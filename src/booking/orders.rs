//! Atomic multi-ticket order creation.
//!
//! This is the only write path that touches the seat uniqueness invariant.
//! The whole batch runs inside one transaction: either the order row and
//! every ticket land together, or nothing does. Seat uniqueness is enforced
//! by the store's `tickets_seat_unique` constraint rather than an
//! application-level check-then-insert, so two concurrent requests for the
//! same seat race on the index and exactly one of them commits.

use crate::booking::validator::validate_seat;
use crate::error::{BookingError, FieldErrors};
use crate::types::{JourneyId, OrderId, SeatLayout, TicketId, UserId};
use chrono::{DateTime, Utc};
use serde::{Deserialize, Serialize};
use sqlx::PgPool;
use std::collections::HashMap;

/// One requested seat within an order batch.
#[derive(Debug, Clone, Copy, Deserialize)]
pub struct TicketRequest {
    /// Compartment number, 1-based.
    pub cargo_number: i32,
    /// Seat number within the compartment, 1-based.
    pub seat_number: i32,
    /// Journey the seat is requested on.
    pub journey: JourneyId,
}

/// A committed ticket.
#[derive(Debug, Clone, Serialize, sqlx::FromRow)]
pub struct Ticket {
    /// Ticket id.
    pub id: TicketId,
    /// Compartment number.
    pub cargo_number: i32,
    /// Seat number.
    pub seat_number: i32,
    /// Journey the ticket is valid for.
    #[sqlx(rename = "journey_id")]
    pub journey: JourneyId,
}

/// A committed order with its tickets.
#[derive(Debug, Clone, Serialize)]
pub struct Order {
    /// Order id.
    pub id: OrderId,
    /// The order's tickets, in request order.
    pub tickets: Vec<Ticket>,
    /// Creation timestamp, set once by the store.
    pub created_at: DateTime<Utc>,
}

/// Create an order with its tickets, all-or-nothing.
///
/// Every request in the batch is validated against its journey's train
/// layout and inserted under the seat uniqueness constraint. The first
/// failure aborts the transaction; no order and no ticket from this call
/// survive. Failures carry the zero-based position of the offending
/// request.
///
/// # Errors
///
/// - [`BookingError::EmptyOrder`] when `requests` is empty.
/// - [`BookingError::InvalidTicket`] when a seat address is outside the
///   train's layout or the journey does not exist.
/// - [`BookingError::SeatTaken`] when the seat is already ticketed, by a
///   prior order or by an earlier request in this same batch.
/// - [`BookingError::Database`] on any other store failure.
#[tracing::instrument(skip(pool, requests), fields(user = %user, tickets = requests.len()))]
pub async fn create_order(
    pool: &PgPool,
    user: UserId,
    requests: &[TicketRequest],
) -> Result<Order, BookingError> {
    if requests.is_empty() {
        return Err(BookingError::EmptyOrder);
    }

    let mut tx = pool.begin().await?;

    let (order_id, created_at): (OrderId, DateTime<Utc>) =
        sqlx::query_as("INSERT INTO orders (user_id) VALUES ($1) RETURNING id, created_at")
            .bind(user)
            .fetch_one(&mut *tx)
            .await?;

    // Journeys repeat within a batch; resolve each layout once.
    let mut layouts: HashMap<JourneyId, SeatLayout> = HashMap::new();
    let mut tickets = Vec::with_capacity(requests.len());

    for (index, request) in requests.iter().enumerate() {
        let layout = if let Some(layout) = layouts.get(&request.journey).copied() {
            layout
        } else {
            let layout: Option<SeatLayout> = sqlx::query_as(
                "SELECT t.cargo_count, t.places_in_cargo
                 FROM journeys j
                 JOIN trains t ON t.id = j.train_id
                 WHERE j.id = $1",
            )
            .bind(request.journey)
            .fetch_optional(&mut *tx)
            .await?;

            let Some(layout) = layout else {
                let mut fields = FieldErrors::new();
                fields.insert(
                    "journey",
                    format!("journey {} does not exist", request.journey),
                );
                return Err(BookingError::InvalidTicket { index, fields });
            };
            layouts.insert(request.journey, layout);
            layout
        };

        validate_seat(request.cargo_number, request.seat_number, &layout)
            .map_err(|fields| BookingError::InvalidTicket { index, fields })?;

        let ticket: Ticket = sqlx::query_as(
            "INSERT INTO tickets (cargo_number, seat_number, journey_id, order_id)
             VALUES ($1, $2, $3, $4)
             RETURNING id, cargo_number, seat_number, journey_id",
        )
        .bind(request.cargo_number)
        .bind(request.seat_number)
        .bind(request.journey)
        .bind(order_id)
        .fetch_one(&mut *tx)
        .await
        .map_err(|err| seat_conflict(err, index, request))?;

        tickets.push(ticket);
    }

    tx.commit().await?;

    tracing::debug!(order = %order_id, tickets = tickets.len(), "order committed");

    Ok(Order {
        id: order_id,
        tickets,
        created_at,
    })
}

/// Map a unique-constraint violation on the ticket insert to `SeatTaken`,
/// tied to the offending request's position.
fn seat_conflict(err: sqlx::Error, index: usize, request: &TicketRequest) -> BookingError {
    let is_unique = err
        .as_database_error()
        .is_some_and(|db| db.is_unique_violation());
    if is_unique {
        BookingError::SeatTaken {
            index,
            cargo_number: request.cargo_number,
            seat_number: request.seat_number,
            journey: request.journey,
        }
    } else {
        BookingError::Database(err)
    }
}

◆ ◆ ◆ ◆ ◆ ◆ ◆

# Work task:
The response must consist solely of the lines from the first line of the entries through the line containing "requests for the", repeated exactly.

# Written solution:
filename src/booking/orders.rs
//! Atomic multi-ticket order creation.
//!
//! This is the only write path that touches the seat uniqueness invariant.
//! The whole batch runs inside one transaction: either the order row and
//! every ticket land together, or nothing does. Seat uniqueness is enforced
//! by the store's `tickets_seat_unique` constraint rather than an
//! application-level check-then-insert, so two concurrent requests for the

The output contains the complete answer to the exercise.